As the hours pass, the line doesn’t get any shorter. Sometimes the wait can be up to two hours.

A year ago, assisting all those families was easy as dozens of volunteers helped the food bank’s staff. Today, it is a struggle because of the lack of volunteers, according to food bank officials who are making a public plea for volunteers to return.

“It is insanely hard to get people to come back here,” said Lonnie Valencia, director of communications for the food bank. “Before COVID, we had a healthy volunteer staff. COVID hit, and it destroyed everything that we had for the program because no one could volunteer.”

The food bank has between 70 to 80 employees at any given time, often depending on funding available. To handle the daily demand at what is the third largest food bank in America, officials estimate some 80 volunteers are needed daily. Lately, only a handful have come to volunteer. During one week in August, only 22 volunteers were scheduled.

The food bank’s needs have also increased with the recent influx of migrants into the community, Valencia said. 

The food bank has long partnered with churches and shelters such as Annunciation House, which have been overwhelmed with migrants. Most recently, employees and volunteers have put in extra hours helping feed those at the city’s migrant processing center and making sack lunches for those migrants released to the streets in Downtown, Valencia said.

“No one should go hungry,” he said. “They’re in our service area, often hungry and in need of food. We’re going to feed them.”

Last year, the volunteer shortage was eased by the Texas National Guard, which stepped in to help. Volunteers from AmeriCorps and nonprofits Get Shift Done, Team Rubicon and Workforce Solutions Borderplex were also sent to assist.

However, in August 2021, Gov. Greg Abbott reassigned the troops that were helping at the food bank to the Rio Grande Valley and its surrounding areas to assist the Texas Department of Public Safety in his controversial border security initiative. By the end of September 2021, all of the troops had left El Paso’s food bank.

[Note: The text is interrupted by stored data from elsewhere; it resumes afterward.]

// src/commands/registry.rs
use std::collections::HashMap;

use super::types::Command;

/// Fixed allow-list of commands, dispatched by exact, case-sensitive name.
pub struct CommandRegistry {
    commands: HashMap<String, Box<dyn Command>>,
}

impl CommandRegistry {
    pub fn new() -> Self {
        Self {
            commands: HashMap::new(),
        }
    }

    pub fn register(&mut self, cmd: Box<dyn Command>) {
        self.commands.insert(cmd.name().to_string(), cmd);
    }

    pub fn get(&self, name: &str) -> Option<&dyn Command> {
        self.commands.get(name).map(|c| c.as_ref())
    }

    pub fn names(&self) -> Vec<&str> {
        self.commands.keys().map(|s| s.as_str()).collect()
    }

    pub fn contains(&self, name: &str) -> bool {
        self.commands.contains_key(name)
    }
}

impl Default for CommandRegistry {
    fn default() -> Self {
        Self::new()
    }
}

use super::cd::CdCommand;
use super::clear_cmd::ClearCommand;
use super::history_cmd::HistoryCommand;
use super::ls::LsCommand;
use super::mkdir::MkdirCommand;
use super::pwd::PwdCommand;
use super::rm::RmCommand;
use super::rmdir::RmdirCommand;
use super::touch::TouchCommand;

/// Registry holding the full command set.
pub fn default_registry() -> CommandRegistry {
    let mut registry = CommandRegistry::new();
    registry.register(Box::new(LsCommand));
    registry.register(Box::new(CdCommand));
    registry.register(Box::new(MkdirCommand));
    registry.register(Box::new(TouchCommand));
    registry.register(Box::new(RmCommand));
    registry.register(Box::new(RmdirCommand));
    registry.register(Box::new(PwdCommand));
    registry.register(Box::new(HistoryCommand));
    registry.register(Box::new(ClearCommand));
    registry
}
//! Shell Session
//!
//! Ties the tokenizer, the command registry, and the virtual file system
//! together, and keeps the per-session command history. One session means
//! one tree and one current working node; commands run to completion, one
//! at a time.

use indexmap::IndexSet;
use log::debug;

use crate::commands::{default_registry, CommandContext, CommandRegistry, CommandResult};
use crate::fs::Vfs;
use crate::parser;

pub struct Shell {
    vfs: Vfs,
    registry: CommandRegistry,
    history: Vec<String>,
}

impl Shell {
    pub fn new() -> Self {
        Self {
            vfs: Vfs::new(),
            registry: default_registry(),
            history: Vec::new(),
        }
    }

    /// Record a raw input line in the history, then tokenize and run it.
    pub fn run_line(&mut self, line: &str) -> CommandResult {
        let trimmed = line.trim();
        if trimmed.is_empty() {
            return CommandResult::success(String::new());
        }

        self.history.push(trimmed.to_string());
        match parser::tokenize(trimmed, &mut self.history) {
            Err(message) => CommandResult::error(format!("{}\n", message)),
            Ok(None) => CommandResult::success(String::new()),
            Ok(Some(invocation)) => {
                self.execute(&invocation.name, invocation.args, invocation.flags)
            }
        }
    }

    /// Dispatch a pre-tokenized command against the file system.
    pub fn execute(
        &mut self,
        name: &str,
        args: Vec<String>,
        flags: IndexSet<char>,
    ) -> CommandResult {
        match self.registry.get(name) {
            Some(command) => {
                debug!("{}: command found", name);
                command.execute(CommandContext {
                    args,
                    flags,
                    vfs: &mut self.vfs,
                    history: &self.history,
                })
            }
            None => CommandResult::with_exit_code(
                String::new(),
                format!("{}: command not found\n", name),
                127,
            ),
        }
    }

    pub fn vfs(&self) -> &Vfs {
        &self.vfs
    }

    pub fn vfs_mut(&mut self) -> &mut Vfs {
        &mut self.vfs
    }

    pub fn history(&self) -> &[String] {
        &self.history
    }
}

impl Default for Shell {
    fn default() -> Self {
        Self::new()
    }
}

Since then. the food bank had to close one of its mega pantries, cut hours at other sites and eliminate programs. On Aug. 23, the food bank’s senior Food FARMacy program closed its doors until further notice. The senior Food FARMacy resembled a grocery store setting and provided food to low-income seniors, serving 450 families a day. 

Factors that contributed to its closure included the high demand, lack of funding and the volunteer shortage, as well as soaring food prices. Staff had to travel further and pay more for food and gas. The food shortage also caused the food bank to compete against others in the country with more money and resources.

“Without the volunteers, it’s just so hard to continue moving forward,” Valencia said. “The little staff that we have now in the mercado are helping with emergency boxes and delivery.”

The food bank currently distributes food outside the facility mercado-style, where people park their cars at the food bank parking lot, grab a shopping cart, line up and pick a select number of items themselves.

“We didn’t have enough hands to be able to give out prepackaged things and put them in cars,” he said.

Volunteers at the food bank sort through donations, package boxes and prepare bags of food. The food bank purchases food in pounds, and that food is not packaged. One large bag of Apple Jacks towers over Valencia as he explains the process.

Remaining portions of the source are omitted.